• Problem:
Please give back word for word the lines below, from the first one through the one with "pub fn temp_db_config(max_connections: u32)".

Stored data
·····
//! Helper functions used across the application.
//!
//! - [`code_generator`] - Random short code generation
//! - [`target_url`] - Target URL validation

pub mod code_generator;
pub mod target_url;
//! Business logic services for the application layer.

pub mod code_allocator;
pub mod link_service;

pub use code_allocator::{BOUNDED_ATTEMPTS, CodeAllocator};
pub use link_service::{LinkService, MAX_RECENT_LIMIT};
#![allow(dead_code)]

use chrono::{DateTime, Utc};
use shortly::config::Config;
use shortly::infrastructure::persistence::database;
use shortly::prelude::*;
use sqlx::SqlitePool;
use std::path::PathBuf;
use std::sync::Arc;

pub async fn setup_pool() -> SqlitePool {
    let pool = database::connect_in_memory().await.unwrap();
    database::migrate(&pool).await.unwrap();
    pool
}

/// A WAL-mode database file with a multi-connection pool, so concurrent
/// statements really contend for the write lock.
pub struct FileDb {
    pub pool: SqlitePool,
    path: PathBuf,
}

impl FileDb {
    pub async fn cleanup(self) {
        self.pool.close().await;
        for suffix in ["", "-wal", "-shm"] {
            let _ = std::fs::remove_file(format!("{}{}", self.path.display(), suffix));
        }
    }
}

pub fn temp_db_config(max_connections: u32) -> (Config, PathBuf) {
    let path = std::env::temp_dir().join(format!("shortly-test-{}.db", rand::random::<u64>()));
    let mut config = test_config();
    config.database_url = format!("sqlite://{}", path.display());
    config.db_max_connections = max_connections;
    (config, path)
}

pub async fn setup_file_db(max_connections: u32) -> FileDb {
    let (config, path) = temp_db_config(max_connections);
    let pool = database::connect(&config).await.unwrap();
    database::migrate(&pool).await.unwrap();
    FileDb { pool, path }
}

pub fn test_config() -> Config {
    Config {
        database_url: "sqlite::memory:".to_string(),
        listen_addr: "127.0.0.1:0".to_string(),
        base_url: "http://sho.rt".to_string(),
        log_level: "debug".to_string(),
        log_format: "text".to_string(),
        recent_links_limit: 20,
        db_max_connections: 1,
        db_busy_timeout: 5,
    }
}

pub fn create_test_service(pool: &SqlitePool) -> Arc<LinkService<SqliteLinkRepository>> {
    let repo = Arc::new(SqliteLinkRepository::new(Arc::new(pool.clone())));
    Arc::new(LinkService::new(repo))
}

pub fn create_test_state(pool: SqlitePool) -> AppState {
    AppState::new(Arc::new(pool), test_config())
}

pub async fn create_test_link(pool: &SqlitePool, code: &str, url: &str) {
    create_test_link_at(pool, code, url, Utc::now()).await;
}

pub async fn create_test_link_at(pool: &SqlitePool, code: &str, url: &str, at: DateTime<Utc>) {
    sqlx::query("INSERT INTO links (code, target_url, created_at) VALUES (?1, ?2, ?3)")
        .bind(code)
        .bind(url)
        .bind(at)
        .execute(pool)
        .await
        .unwrap();
}

pub async fn visits(pool: &SqlitePool, code: &str) -> i64 {
    sqlx::query_scalar("SELECT visits FROM links WHERE code = ?1")
        .bind(code)
        .fetch_one(pool)
        .await
        .unwrap()
}

pub async fn count_links(pool: &SqlitePool) -> i64 {
    sqlx::query_scalar("SELECT COUNT(*) FROM links")
        .fetch_one(pool)
        .await
        .unwrap()
}
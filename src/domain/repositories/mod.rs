//! Repository trait definitions for the domain layer.
//!
//! - Traits define the contract for data operations
//! - Implementations live in `crate::infrastructure::persistence`
//! - Mock implementations are auto-generated via `mockall` for testing

pub mod link_repository;

pub use link_repository::LinkRepository;

#[cfg(test)]
pub use link_repository::MockLinkRepository;
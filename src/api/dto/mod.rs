//! Data Transfer Objects for API requests and responses.
//!
//! All DTOs use Serde for JSON serialization/deserialization and validator
//! for input validation.

pub mod health;
pub mod link;
pub mod recent;
pub mod shorten;
//! Handler for short URL redirect.

use axum::{
    extract::{Path, State},
    response::{IntoResponse, Redirect},
};

use crate::error::AppError;
use crate::state::AppState;

/// Redirects a short code to its target URL and counts the visit.
///
/// # Endpoint
///
/// `GET /{code}`
///
/// # Errors
///
/// Returns 404 Not Found if the short code doesn't exist.
pub async fn redirect_handler(
    Path(code): Path<String>,
    State(state): State<AppState>,
) -> Result<impl IntoResponse, AppError> {
    let target_url = state.link_service.resolve(&code).await?;

    Ok(Redirect::temporary(&target_url))
}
·····
• Final answer:
//! Helper functions used across the application.
//!
//! - [`code_generator`] - Random short code generation
//! - [`target_url`] - Target URL validation

pub mod code_generator;
pub mod target_url;
//! Business logic services for the application layer.

pub mod code_allocator;
pub mod link_service;

pub use code_allocator::{BOUNDED_ATTEMPTS, CodeAllocator};
pub use link_service::{LinkService, MAX_RECENT_LIMIT};
#![allow(dead_code)]

use chrono::{DateTime, Utc};
use shortly::config::Config;
use shortly::infrastructure::persistence::database;
use shortly::prelude::*;
use sqlx::SqlitePool;
use std::path::PathBuf;
use std::sync::Arc;

pub async fn setup_pool() -> SqlitePool {
    let pool = database::connect_in_memory().await.unwrap();
    database::migrate(&pool).await.unwrap();
    pool
}

/// A WAL-mode database file with a multi-connection pool, so concurrent
/// statements really contend for the write lock.
pub struct FileDb {
    pub pool: SqlitePool,
    path: PathBuf,
}

impl FileDb {
    pub async fn cleanup(self) {
        self.pool.close().await;
        for suffix in ["", "-wal", "-shm"] {
            let _ = std::fs::remove_file(format!("{}{}", self.path.display(), suffix));
        }
    }
}

pub fn temp_db_config(max_connections: u32) -> (Config, PathBuf) {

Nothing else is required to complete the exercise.